● TASK INSTRUCTIONS
Bring together every line in the data that includes "LatestFrameSlot".

● INPUT MATERIAL

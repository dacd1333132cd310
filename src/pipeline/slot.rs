use parking_lot::{Condvar, Mutex};
use std::sync::atomic::{AtomicU64, Ordering};

use crate::convert;
use crate::frame::buffer::PackedBuffer;
use crate::frame::outcome::Outcome;
use crate::frame::types::FrameGeometry;

/// A captured planar YUV 4:2:0 frame, copied out of capture-source memory.
///
/// Capture sources only guarantee their planes for the duration of the
/// frame callback, so frames are copied before being queued for the worker.
pub struct CapturedFrame {
    y: Vec<u8>,
    u: Vec<u8>,
    v: Vec<u8>,
    geometry: FrameGeometry,
    /// Capture timestamp in microseconds.
    pub timestamp_us: u64,
}

impl CapturedFrame {
    pub fn new(
        y: Vec<u8>,
        u: Vec<u8>,
        v: Vec<u8>,
        geometry: FrameGeometry,
        timestamp_us: u64,
    ) -> Self {
        Self {
            y,
            u,
            v,
            geometry,
            timestamp_us,
        }
    }

    /// Copy borrowed planes into an owned frame.
    pub fn copy_from(
        y: &[u8],
        u: &[u8],
        v: &[u8],
        geometry: FrameGeometry,
        timestamp_us: u64,
    ) -> Self {
        Self::new(y.to_vec(), u.to_vec(), v.to_vec(), geometry, timestamp_us)
    }

    pub fn geometry(&self) -> &FrameGeometry {
        &self.geometry
    }

    /// Convert this frame into a packed RGBA buffer.
    pub fn convert(&self) -> Outcome<PackedBuffer> {
        convert::convert(&self.y, &self.u, &self.v, &self.geometry)
    }
}

/// What happened to a frame handed to [`LatestFrameSlot::push`].
#[derive(Debug, Clone, Copy, PartialEq, Eq)]
pub enum PushResult {
    /// The slot was empty; the frame is waiting for the worker.
    Queued,
    /// An unconsumed frame was dropped in favour of this one.
    Replaced,
    /// The slot is closed; the frame was discarded.
    Closed,
}

struct SlotState {
    pending: Option<CapturedFrame>,
    closed: bool,
}

/// Single-frame queue with latest-only backpressure.
///
/// Holds at most one frame. Pushing while a frame is still waiting replaces
/// it, so a slow consumer always picks up the newest frame and memory stays
/// bounded.
pub struct LatestFrameSlot {
    state: Mutex<SlotState>,
    ready: Condvar,
    /// Monotonic counter incremented on each accepted push.
    sequence: AtomicU64,
}

impl LatestFrameSlot {
    pub fn new() -> Self {
        Self {
            state: Mutex::new(SlotState {
                pending: None,
                closed: false,
            }),
            ready: Condvar::new(),
            sequence: AtomicU64::new(0),
        }
    }

    /// Offer a frame, replacing any frame still waiting.
    pub fn push(&self, frame: CapturedFrame) -> PushResult {
        let replaced = {
            let mut state = self.state.lock();
            if state.closed {
                return PushResult::Closed;
            }
            state.pending.replace(frame)
        };
        self.sequence.fetch_add(1, Ordering::Relaxed);
        self.ready.notify_one();

        // The displaced frame is dropped here, outside the lock
        match replaced {
            Some(_) => PushResult::Replaced,
            None => PushResult::Queued,
        }
    }

    /// Take the waiting frame without blocking.
    pub fn try_take(&self) -> Option<CapturedFrame> {
        self.state.lock().pending.take()
    }

    /// Block until a frame is available. Returns `None` once the slot closes.
    pub fn take_blocking(&self) -> Option<CapturedFrame> {
        let mut state = self.state.lock();
        loop {
            if state.closed {
                return None;
            }
            if let Some(frame) = state.pending.take() {
                return Some(frame);
            }
            self.ready.wait(&mut state);
        }
    }

    /// Close the slot, discarding any waiting frame and waking the consumer.
    pub fn close(&self) {
        let discarded = {
            let mut state = self.state.lock();
            state.closed = true;
            state.pending.take()
        };
        self.ready.notify_all();
        drop(discarded);
    }

    pub fn is_closed(&self) -> bool {
        self.state.lock().closed
    }

    pub fn has_pending(&self) -> bool {
        self.state.lock().pending.is_some()
    }

    /// Return the monotonic sequence number. Increases by 1 for each
    /// accepted push, whether or not the frame is later dropped.
    pub fn sequence(&self) -> u64 {
        self.sequence.load(Ordering::Relaxed)
    }
}

impl Default for LatestFrameSlot {
    fn default() -> Self {
        Self::new()
    }
}
//! Process-wide library state.
//!
//! The processing core is initialised once per process, on first use or by
//! an explicit [`init`] call at startup. Later calls are no-ops. There is no
//! teardown; the state lives as long as the process.

use std::fmt;
use std::sync::OnceLock;

use serde::Serialize;
use tracing::info;

/// Image backend the processor delegates filtering to.
const IMAGE_BACKEND: &str = "image + imageproc";

static LIBRARY_INFO: OnceLock<LibraryInfo> = OnceLock::new();

/// Build and platform details of the processing core.
#[derive(Debug, Clone, PartialEq, Eq, Serialize)]
#[serde(rename_all = "camelCase")]
pub struct LibraryInfo {
    pub name: &'static str,
    pub version: &'static str,
    pub arch: &'static str,
    pub os: &'static str,
    pub image_backend: &'static str,
}

impl LibraryInfo {
    fn detect() -> Self {
        Self {
            name: env!("CARGO_PKG_NAME"),
            version: env!("CARGO_PKG_VERSION"),
            arch: std::env::consts::ARCH,
            os: std::env::consts::OS,
            image_backend: IMAGE_BACKEND,
        }
    }
}

impl fmt::Display for LibraryInfo {
    fn fmt(&self, f: &mut fmt::Formatter<'_>) -> fmt::Result {
        writeln!(f, "{} {}", self.name, self.version)?;
        writeln!(f, "- Architecture: {}", self.arch)?;
        writeln!(f, "- OS: {}", self.os)?;
        write!(f, "- Image backend: {}", self.image_backend)
    }
}

/// Initialise the library. Only the first call does any work.
pub fn init() -> &'static LibraryInfo {
    LIBRARY_INFO.get_or_init(|| {
        let info = LibraryInfo::detect();
        info!(
            "initialised {} {} ({}/{}, {})",
            info.name, info.version, info.os, info.arch, info.image_backend
        );
        info
    })
}

/// Whether [`init`] has run in this process.
pub fn is_initialised() -> bool {
    LIBRARY_INFO.get().is_some()
}

/// Library details, initialising on first use.
pub fn library_info() -> &'static LibraryInfo {
    init()
}
// Frame processing: in-place visual transforms and per-frame timing.

pub mod processor;

pub use processor::{fps_from_elapsed, FrameProcessor, ProcessStats};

● RESPONSE AREA
/// What happened to a frame handed to [`LatestFrameSlot::push`].
pub struct LatestFrameSlot {
impl LatestFrameSlot {
impl Default for LatestFrameSlot {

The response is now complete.